Empezaba limpio y elegante sin casi vibrato. Incluso el modo en que sostenía su saxofón era elegante, sus dedos azules apenas tocaban las válvulas, simplemente planeaban sobre ellas, o eso parecía, como si el instrumento fuera lo único que le quedaba en el mundo. Pero, invariablemente, perdía el sentido del ritmo y a punto estaba de perder también el control. Su entrada en todas las canciones era como una oración que de repente entrase en combustión.
Bajó la trompeta.
—Empiezo bien, y luego lo echo a perder.
—Nervios —dijo Keo—. Solo necesitas práctica.
—Practico todos los días.
—Escucha. Después de salir del campo de prisioneros, no toqué una trompeta durante un año. Era como ponerme el cañón de un rifle en la boca.
—Te recuperaste. —Endo sonrió—. Yo no tendré ese lujo.
—¿Qué quieres decir?
—Deterioro orgánico. Como ya te he dicho, hasta las células de mi cerebro están muriendo.
Keo prefirió ignorarlo.
—Practicaremos hasta que seas un genio con el saxo.
Pero había algo que faltaba en la forma de tocar de Endo, un cálculo intuitivo que era vital en el jazz. El dolor y el asombro en carne viva. Cuando tocaba la trompeta, lo que Keo oía era a alguien luchando por el control, alguien combatiendo contra el delirio.

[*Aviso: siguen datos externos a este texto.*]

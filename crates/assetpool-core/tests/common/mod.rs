pub mod asset_server;
//! Retry and backoff policy for asset downloads.
//!
//! Classifies curl errors and HTTP statuses into coarse kinds and decides
//! whether a failed fetch is worth another attempt, so the blocking download
//! path and the filepool agree on what counts as transient.

mod classify;
mod error;
mod policy;

pub use classify::{classify, classify_curl_error, classify_http_status};
pub use error::FetchError;
pub use policy::{ErrorKind, RetryDecision, RetryPolicy};
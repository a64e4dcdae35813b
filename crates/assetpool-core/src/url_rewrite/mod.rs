//! Mapping raw asset URLs onto the form the site will actually serve.
//!
//! Three dialects exist for a site's protected files:
//!
//! - anonymous: the URL as published, plus `offline=1`;
//! - token-query (legacy): `webservice/pluginfile.php/...?token=<token>`;
//! - token-path: `tokenpluginfile.php/<access key>/...`, which keeps the
//!   auth token out of the URL.
//!
//! [`rewrite`] is pure and deterministic. Applying it twice with the same
//! arguments gives the same URL as applying it once.

mod family;
mod params;

pub use family::{belongs_to_site, can_use_token_path, is_plugin_file_url, is_site_plugin_file_url};
pub use params::add_params_to_url;

use crate::url_model::{decode_amp_entities, has_query_param, remove_query_param};

use family::{rewrite_custom_family, to_token_path, to_webservice_endpoint};

/// Which endpoint family the rewrite may target for plugin files.
///
/// Chosen per site from the capability probe: `Legacy` once the token-path
/// endpoint is known not to work, `TokenPath` otherwise.
#[derive(Debug, Clone, Copy, PartialEq, Eq, Default)]
pub enum UrlDialect {
    #[default]
    TokenPath,
    Legacy,
}

/// Rewrite `url` into a fetchable URL for the site, preferring the token-path form.
///
/// # Examples
///
/// - `rewrite("http://site/pluginfile.php/1/mod_resource/x.png", "TOK", "http://site", None)`
///   → `"http://site/webservice/pluginfile.php/1/mod_resource/x.png?token=TOK&offline=1"`
/// - same with `Some("KEY")`
///   → `"http://site/tokenpluginfile.php/KEY/1/mod_resource/x.png?offline=1"`
pub fn rewrite(url: &str, token: &str, site_url: &str, access_key: Option<&str>) -> String {
    rewrite_with_dialect(url, token, site_url, access_key, UrlDialect::TokenPath)
}

/// Like [`rewrite`], restricted to the given dialect.
pub fn rewrite_with_dialect(
    url: &str,
    token: &str,
    site_url: &str,
    access_key: Option<&str>,
    dialect: UrlDialect,
) -> String {
    if url.is_empty() {
        return String::new();
    }

    let url = decode_amp_entities(url);
    let key = access_key.filter(|k| !k.trim().is_empty());
    let path_form_possible = can_use_token_path(&url, site_url, key);
    let token_path = dialect == UrlDialect::TokenPath && path_form_possible;

    if !token_path && has_query_param(&url, "token") {
        return url;
    }

    if !is_site_plugin_file_url(&url, site_url) {
        return rewrite_custom_family(&url, key).unwrap_or(url);
    }

    let token = token.trim();
    let fixed = match key {
        Some(k) if token_path || (token.is_empty() && path_form_possible) => {
            remove_query_param(&to_token_path(&url, k), "token")
        }
        _ if token.is_empty() => url,
        _ => add_params_to_url(&to_webservice_endpoint(&url, site_url), &[("token", token)]),
    };

    // Always flag offline use; it matters for files served from external repositories.
    add_params_to_url(&fixed, &[("offline", "1")])
}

Poco a poco, Keo reunió a un nuevo bajo, un percusionista, un pianista y un saxofonista, y utilizó a Endo como relevo ocasional. Endo se cambió el nombre a Arito, en honor a su padre muerto, y Keo llamó a su nuevo quinteto Hana hou! «¡Una vez más!» Su primera actuación fue en el Swing Club, lleno hasta los topes. Keo y Endo practicaban a diario, aparte de la banda, y Keo le observaba esforzándose por alcanzar la precisión, pero casi todo lo que escuchaba suponía un nuevo retroceso.